Tuesday, February 21, 2012
My recipe for Potato Soup
6-8 medium sized potatoes (peeled and diced)
2 cups heavy whipping cream*
1 8 oz package of cream cheese
3 chicken bouillon cubes
1 tablespoon onion powder
1 teaspoon black pepper
Cheddar Cheese (grated for serving on top of soup)
Bacon (cooked and crumbled)
DIRECTIONS
Dissolve bouillon cubes in 5 cups of water. Add potatoes, heavy whipping cream, and salt to water. Cook for 10 minutes at a rolling boil or until potatoes have just started to soften. Remove potatoes from the water/cream mixture and set aside. Add cream cheese, onion powder and black pepper. Whisk until cream cheese is completely melted and blended in smoothly. Add potatoes back to the water/cream base. Stir occasionally. Cook until potatoes are soft.

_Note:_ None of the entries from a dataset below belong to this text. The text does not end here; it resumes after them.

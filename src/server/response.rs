//! Mapping of errors onto HTTP responses

use crate::error::Error;
use axum::Json;
use axum::http::StatusCode;
use axum::response::{IntoResponse, Response};
use serde_json::json;

impl Error {
    /// HTTP status reported for this error
    pub fn status(&self) -> StatusCode {
        match self {
            Error::MissingData | Error::BadRequest(_) | Error::InvalidParameter(_) => {
                StatusCode::BAD_REQUEST
            }
            Error::Encoding(_) | Error::ImageLoad(_) => StatusCode::UNPROCESSABLE_ENTITY,
            _ => StatusCode::INTERNAL_SERVER_ERROR,
        }
    }
}

impl IntoResponse for Error {
    fn into_response(self) -> Response {
        let body = json!({
            "error": self.to_string(),
            "kind": self.kind(),
        });
        (self.status(), Json(body)).into_response()
    }
}

#[cfg(test)]
mod tests {
    use super::*;

    #[test]
    fn test_status_mapping() {
        assert_eq!(Error::MissingData.status(), StatusCode::BAD_REQUEST);
        assert_eq!(
            Error::InvalidParameter("scale".into()).status(),
            StatusCode::BAD_REQUEST
        );
        assert_eq!(
            Error::ImageLoad("corrupt".into()).status(),
            StatusCode::UNPROCESSABLE_ENTITY
        );
        assert_eq!(
            Error::Encoding("too long".into()).status(),
            StatusCode::UNPROCESSABLE_ENTITY
        );
        assert_eq!(
            Error::Image("png".into()).status(),
            StatusCode::INTERNAL_SERVER_ERROR
        );
    }

    #[test]
    fn test_response_status() {
        let response = Error::MissingData.into_response();
        assert_eq!(response.status(), StatusCode::BAD_REQUEST);
    }
}
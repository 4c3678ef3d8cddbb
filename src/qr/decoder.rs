//! QR code decoder using rqrr

use crate::error::{Error, Result};
use image::{DynamicImage, GrayImage};

/// QR code decoder
#[derive(Debug, Default, Clone, Copy)]
pub struct QrDecoder;

impl QrDecoder {
    /// Create a new QR decoder with default settings
    pub fn new() -> Self {
        Self
    }

    /// Decode the first QR code found in an image
    pub fn decode(&self, img: &DynamicImage) -> Result<String> {
        self.decode_gray(&img.to_luma8())
    }

    /// Decode the first QR code found in a grayscale image
    pub fn decode_gray(&self, img: &GrayImage) -> Result<String> {
        let mut prepared = rqrr::PreparedImage::prepare(img.clone());
        let grids = prepared.detect_grids();

        let grid = grids.first().ok_or(Error::NoQrCodeFound)?;

        match grid.decode() {
            Ok((meta, content)) => {
                tracing::debug!(
                    "Decoded QR: version={:?}, ecc_level={:?}, length={}",
                    meta.version,
                    meta.ecc_level,
                    content.len()
                );
                Ok(content)
            }
            Err(e) => Err(Error::QrDecode(format!("Decode failed: {:?}", e))),
        }
    }

    /// Whether the image still scans to `expected`
    pub fn verify(&self, img: &DynamicImage, expected: &str) -> bool {
        match self.decode(img) {
            Ok(content) => content == expected,
            Err(err) => {
                tracing::debug!(error = %err, "Verification scan failed");
                false
            }
        }
    }
}

#[cfg(test)]
mod tests {
    use super::*;

    #[test]
    fn test_blank_image_has_no_code() {
        let blank = GrayImage::from_pixel(120, 120, image::Luma([255]));
        let err = QrDecoder::new().decode_gray(&blank).unwrap_err();
        assert!(matches!(err, Error::NoQrCodeFound));
    }

    #[test]
    fn test_verify_mismatch() {
        let raster = crate::qr::QrEncoder::new().encode("alpha").unwrap();
        let image = DynamicImage::ImageLuma8(raster);
        let decoder = QrDecoder::new();
        assert!(decoder.verify(&image, "alpha"));
        assert!(!decoder.verify(&image, "beta"));
    }
}
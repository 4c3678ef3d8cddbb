//! Request-scoped generation pipeline
//!
//! decode watermark → encode QR → composite → PNG bytes. Every buffer is
//! owned by the call; nothing touches the filesystem.

use crate::error::{Error, Result};
use crate::qr::{QrDecoder, QrEncoder};
use crate::watermark::{self, WatermarkParams};
use bytes::Bytes;
use image::{DynamicImage, ImageFormat};
use std::io::Cursor;

/// Input for one generation
#[derive(Debug, Clone)]
pub struct GenerationRequest {
    /// Text to encode
    pub data: String,
    /// Optional watermark with its compositing parameters
    pub watermark: Option<WatermarkInput>,
}

impl GenerationRequest {
    /// Plain QR code, no watermark
    pub fn plain(data: impl Into<String>) -> Self {
        Self {
            data: data.into(),
            watermark: None,
        }
    }

    /// QR code with `image` composited using `params`
    pub fn watermarked(data: impl Into<String>, image: Bytes, params: WatermarkParams) -> Self {
        Self {
            data: data.into(),
            watermark: Some(WatermarkInput { image, params }),
        }
    }
}

/// Encoded watermark image plus how to apply it
#[derive(Debug, Clone)]
pub struct WatermarkInput {
    /// Raw image bytes in any supported raster format
    pub image: Bytes,
    /// Compositing parameters
    pub params: WatermarkParams,
}

/// PNG output of one generation
#[derive(Debug, Clone)]
pub struct GeneratedImage {
    /// Encoded PNG bytes
    pub png: Vec<u8>,
    /// Output width in pixels
    pub width: u32,
    /// Output height in pixels
    pub height: u32,
    /// Whether a watermark was composited
    pub watermarked: bool,
    /// Scan verdict for watermarked output when verification is enabled
    pub scannable: Option<bool>,
}

/// Runs generation requests with a fixed encoder configuration
#[derive(Debug, Clone, Default)]
pub struct Generator {
    encoder: QrEncoder,
    decoder: QrDecoder,
    verify_output: bool,
}

impl Generator {
    /// Create a generator around `encoder`
    pub fn new(encoder: QrEncoder) -> Self {
        Self {
            encoder,
            decoder: QrDecoder::new(),
            verify_output: false,
        }
    }

    /// Re-scan watermarked output and report the verdict in [`GeneratedImage::scannable`]
    pub fn with_verification(mut self, verify_output: bool) -> Self {
        self.verify_output = verify_output;
        self
    }

    /// Run one request to completion.
    pub fn generate(&self, request: &GenerationRequest) -> Result<GeneratedImage> {
        if request.data.is_empty() {
            return Err(Error::MissingData);
        }

        // Decode first so a bad upload fails before any encoding work.
        let overlay = match &request.watermark {
            Some(input) => Some((watermark::decode_image(&input.image)?, input.params)),
            None => None,
        };

        let raster = DynamicImage::ImageLuma8(self.encoder.encode(&request.data)?);

        let Some((overlay, params)) = overlay else {
            return encode_png(&raster, false, None);
        };

        let composed = DynamicImage::ImageRgb8(watermark::compose(&raster, &overlay, &params)?);

        let scannable = if self.verify_output {
            let ok = self.decoder.verify(&composed, &request.data);
            if !ok {
                tracing::warn!(
                    position = %params.position,
                    opacity = params.opacity,
                    scale = params.scale,
                    "Watermarked QR code no longer scans"
                );
            }
            Some(ok)
        } else {
            None
        };

        encode_png(&composed, true, scannable)
    }
}

fn encode_png(image: &DynamicImage, watermarked: bool, scannable: Option<bool>) -> Result<GeneratedImage> {
    let mut png = Vec::new();
    image.write_to(&mut Cursor::new(&mut png), ImageFormat::Png)?;

    Ok(GeneratedImage {
        png,
        width: image.width(),
        height: image.height(),
        watermarked,
        scannable,
    })
}
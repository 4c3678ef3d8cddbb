//! Anchor positions for the overlay

use serde::{Deserialize, Serialize};
use std::convert::Infallible;
use std::fmt;
use std::str::FromStr;

/// Fixed distance in pixels between a corner-anchored overlay and the edge
pub const MARGIN: i64 = 10;

/// Where the overlay's top-left corner lands on the source
#[derive(Debug, Clone, Copy, PartialEq, Eq, Hash, Default, Serialize, Deserialize)]
#[serde(rename_all = "kebab-case")]
pub enum Position {
    /// Centered on both axes
    #[default]
    Center,
    /// Top-left corner, inset by [`MARGIN`]
    TopLeft,
    /// Top-right corner, inset by [`MARGIN`]
    TopRight,
    /// Bottom-left corner, inset by [`MARGIN`]
    BottomLeft,
    /// Bottom-right corner, inset by [`MARGIN`]
    BottomRight,
}

impl Position {
    /// Every supported position
    pub const ALL: [Position; 5] = [
        Position::Center,
        Position::TopLeft,
        Position::TopRight,
        Position::BottomLeft,
        Position::BottomRight,
    ];

    /// Parse a position name. Unrecognized names fall back to [`Position::Center`].
    pub fn parse(value: &str) -> Self {
        match value.trim().to_ascii_lowercase().as_str() {
            "center" => Self::Center,
            "top-left" => Self::TopLeft,
            "top-right" => Self::TopRight,
            "bottom-left" => Self::BottomLeft,
            "bottom-right" => Self::BottomRight,
            other => {
                tracing::debug!(position = other, "Unknown watermark position, using center");
                Self::Center
            }
        }
    }

    /// Canonical name, as accepted by [`Position::parse`]
    pub fn as_str(&self) -> &'static str {
        match self {
            Self::Center => "center",
            Self::TopLeft => "top-left",
            Self::TopRight => "top-right",
            Self::BottomLeft => "bottom-left",
            Self::BottomRight => "bottom-right",
        }
    }

    /// Top-left offset of an overlay of `overlay` size placed on a `source` raster.
    ///
    /// Offsets may be negative or run past the source; the compositor clips.
    pub fn offset(&self, source: (u32, u32), overlay: (u32, u32)) -> (i64, i64) {
        let (sw, sh) = (i64::from(source.0), i64::from(source.1));
        let (ow, oh) = (i64::from(overlay.0), i64::from(overlay.1));

        match self {
            Self::Center => ((sw - ow).div_euclid(2), (sh - oh).div_euclid(2)),
            Self::TopLeft => (MARGIN, MARGIN),
            Self::TopRight => (sw - ow - MARGIN, MARGIN),
            Self::BottomLeft => (MARGIN, sh - oh - MARGIN),
            Self::BottomRight => (sw - ow - MARGIN, sh - oh - MARGIN),
        }
    }
}

impl FromStr for Position {
    type Err = Infallible;

    fn from_str(value: &str) -> Result<Self, Self::Err> {
        Ok(Self::parse(value))
    }
}

impl fmt::Display for Position {
    fn fmt(&self, f: &mut fmt::Formatter<'_>) -> fmt::Result {
        f.write_str(self.as_str())
    }
}

#[cfg(test)]
mod tests {
    use super::*;

    #[test]
    fn test_names_round_trip() {
        for position in Position::ALL {
            assert_eq!(Position::parse(position.as_str()), position);
        }
    }

    #[test]
    fn test_unknown_falls_back_to_center() {
        assert_eq!(Position::parse("middle-ish"), Position::Center);
        assert_eq!(Position::parse(""), Position::Center);
        assert_eq!("diagonal".parse::<Position>().unwrap(), Position::Center);
    }

    #[test]
    fn test_parse_is_case_insensitive() {
        assert_eq!(Position::parse("Bottom-Right"), Position::BottomRight);
    }

    #[test]
    fn test_bottom_right_offset() {
        let offset = Position::BottomRight.offset((290, 290), (72, 36));
        assert_eq!(offset, (208, 244));
    }

    #[test]
    fn test_corner_offsets() {
        let source = (290, 290);
        let overlay = (72, 36);
        assert_eq!(Position::TopLeft.offset(source, overlay), (10, 10));
        assert_eq!(Position::TopRight.offset(source, overlay), (208, 10));
        assert_eq!(Position::BottomLeft.offset(source, overlay), (10, 244));
        assert_eq!(Position::Center.offset(source, overlay), (109, 127));
    }

    #[test]
    fn test_center_floors_negative_offsets() {
        // Overlay taller than the source
        assert_eq!(Position::Center.offset((100, 100), (50, 151)), (25, -26));
    }

    #[test]
    fn test_serde_kebab_case() {
        let json = serde_json::to_string(&Position::BottomLeft).unwrap();
        assert_eq!(json, "\"bottom-left\"");
        let parsed: Position = serde_json::from_str("\"top-right\"").unwrap();
        assert_eq!(parsed, Position::TopRight);
    }
}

Garnish with cheese and bacon, if desired.
* Half & Half, Whole Milk or even 2% Milk can be substituted for the heavy whipping cream to reduce the calories. You may find you need to thicken the soup, depending on your preference.
** If you like your soup a little thicker, you can stir together a half cup of water and about 2 tablespoons of flour and add that mixture to the soup to thicken when you add the cream cheese.